As a DVD, the video quality of “The Proposal” pales in comparison with the Blu-ray release. It is truly tough to watch DVDs anymore. The colors are muted and the image is left looking cold. Contrast is fairly weak. Black levels are decent. Artifacting, including compression, is kept to a minimum for a standard DVD. However, there are several obtrusive instances of compression and motion artifacting. There isn’t much depth to the image. Fleshtones waver over time, and while natural for the most part, they seem a bit pale. While I cannot condone the DVD transfer, with the film existing on the Blu-ray format, it is still passable if watching on a smaller than 60-inch television.

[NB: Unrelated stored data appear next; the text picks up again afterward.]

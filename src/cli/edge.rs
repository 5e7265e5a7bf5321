//! Edge CLI commands

use anyhow::Result;
use clap::Subcommand;

use super::output::Output;
use crate::domain::Edge;
use crate::storage::Project;

#[derive(Subcommand)]
pub enum EdgeCommands {
    /// Connect nodes; every source becomes a prerequisite of every target
    ///
    /// Examples:
    ///   canvas edge add --from n-1234567 --to n-89abcde
    ///   canvas edge add --from a,b --to c     # hyperedge
    Add {
        /// Source node IDs
        #[arg(long = "from", value_delimiter = ',', num_args = 1.., required = true)]
        sources: Vec<String>,

        /// Target node IDs
        #[arg(long = "to", value_delimiter = ',', num_args = 1.., required = true)]
        targets: Vec<String>,

        /// Edge label
        #[arg(long, default_value = "")]
        text: String,
    },

    /// Replace the sources and/or targets of an edge
    Update {
        /// Edge ID
        id: String,

        /// New source node IDs
        #[arg(long = "from", value_delimiter = ',', num_args = 1..)]
        sources: Option<Vec<String>>,

        /// New target node IDs
        #[arg(long = "to", value_delimiter = ',', num_args = 1..)]
        targets: Option<Vec<String>>,
    },

    /// Delete an edge
    Delete {
        /// Edge ID
        id: String,
    },

    /// List edges in the graph
    List,
}

pub fn run(cmd: EdgeCommands, output: &Output, graph: Option<&str>) -> Result<()> {
    match cmd {
        EdgeCommands::Add {
            sources,
            targets,
            text,
        } => add_edge(output, graph, &sources, &targets, &text),
        EdgeCommands::Update {
            id,
            sources,
            targets,
        } => update_edge(output, graph, &id, sources.as_deref(), targets.as_deref()),
        EdgeCommands::Delete { id } => delete_edge(output, graph, &id),
        EdgeCommands::List => list_edges(output, graph),
    }
}

/// One-line `a, b -> c` rendering of an edge
pub(super) fn describe(edge: &Edge) -> String {
    let join = |ids: &std::collections::BTreeSet<String>| {
        ids.iter().map(String::as_str).collect::<Vec<_>>().join(", ")
    };
    let mut line = format!("{} -> {}", join(&edge.sources), join(&edge.targets));
    if !edge.text.is_empty() {
        line.push_str(&format!(" ({})", edge.text));
    }
    line
}

fn add_edge(
    output: &Output,
    graph: Option<&str>,
    sources: &[String],
    targets: &[String],
    text: &str,
) -> Result<()> {
    let project = Project::open_current()?;
    let mut graph = project.load_graph(graph)?;

    let edge = graph.create_edge(sources, targets, text)?.clone();
    if edge.pairs().next().is_none() {
        output.verbose_ctx("edge", "Edge only connects a node to itself; it adds no ordering");
    }
    project.graph_store().save(&graph)?;

    if output.is_json() {
        output.data(&edge);
    } else {
        output.success(&format!("Created edge: {} - {}", edge.id, describe(&edge)));
    }

    Ok(())
}

fn update_edge(
    output: &Output,
    graph: Option<&str>,
    id: &str,
    sources: Option<&[String]>,
    targets: Option<&[String]>,
) -> Result<()> {
    if sources.is_none() && targets.is_none() {
        anyhow::bail!("Nothing to update. Pass --from and/or --to.");
    }

    let project = Project::open_current()?;
    let mut graph = project.load_graph(graph)?;

    let edge = graph.update_edge_endpoints(id, sources, targets)?.clone();
    project.graph_store().save(&graph)?;

    if output.is_json() {
        output.data(&edge);
    } else {
        output.success(&format!("Updated edge: {} - {}", edge.id, describe(&edge)));
    }

    Ok(())
}

fn delete_edge(output: &Output, graph: Option<&str>, id: &str) -> Result<()> {
    let project = Project::open_current()?;
    let mut graph = project.load_graph(graph)?;

    let edge = graph.remove_edge(id)?;
    project.graph_store().save(&graph)?;

    output.success(&format!("Deleted edge: {}", edge.id));

    Ok(())
}

fn list_edges(output: &Output, graph: Option<&str>) -> Result<()> {
    let project = Project::open_current()?;
    let graph = project.load_graph(graph)?;

    if output.is_json() {
        let edges: Vec<&Edge> = graph.edges.values().collect();
        output.data(&edges);
    } else if graph.edges.is_empty() {
        println!("No edges");
    } else {
        println!("{:<12} {:<6} ENDPOINTS", "ID", "KIND");
        println!("{}", "-".repeat(60));
        for edge in graph.edges.values() {
            let kind = if edge.is_direct() { "direct" } else { "hyper" };
            println!("{:<12} {:<6} {}", edge.id, kind, describe(edge));
        }
    }

    Ok(())
}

The audio is typical for a romantic comedy and for a Dolby Digital 5.1 audio track. There is not much in the way of surround activity. It is definitely there, but you have to boost the surrounds to maximum in order to get any use out of the material present in them. The LFE channel is stronger than I would have expected for a film of this type and of a Dolby Digital track. Dialogue is clear and present. The balance between the effects and dialogue is good. There is not much dynamic range, which can be attributed to the data compression. Artifacting can be heard, as with any data compressed audio file. Overall, this is a decent DVD audio track.
This Deluxe DVD Edition comes with a standard DVD and bonus materials, as well as a second disc which functions as a Digital Copy. There is an alternate ending with optional director and writer’s commentary. The alternate ending doesn’t change the outcome of the film, it only shifts the timing and place. There are also a few deleted scenes, which are humorous but don’t offer much to the story. “Set Antics” is a collection of outtakes. Lastly, there is a feature audio commentary with director Anne Fletcher and writer Peter Chiarelli. This is a general audio commentary track, never getting very technical.
“The Proposal” is not the end all be all romantic comedy, but is it enjoyable. Unfortunately, it seems to be a one0time watcher. It’s repeatability is pretty low. Still, I would recommend this film, but please get it on the Blu-ray format.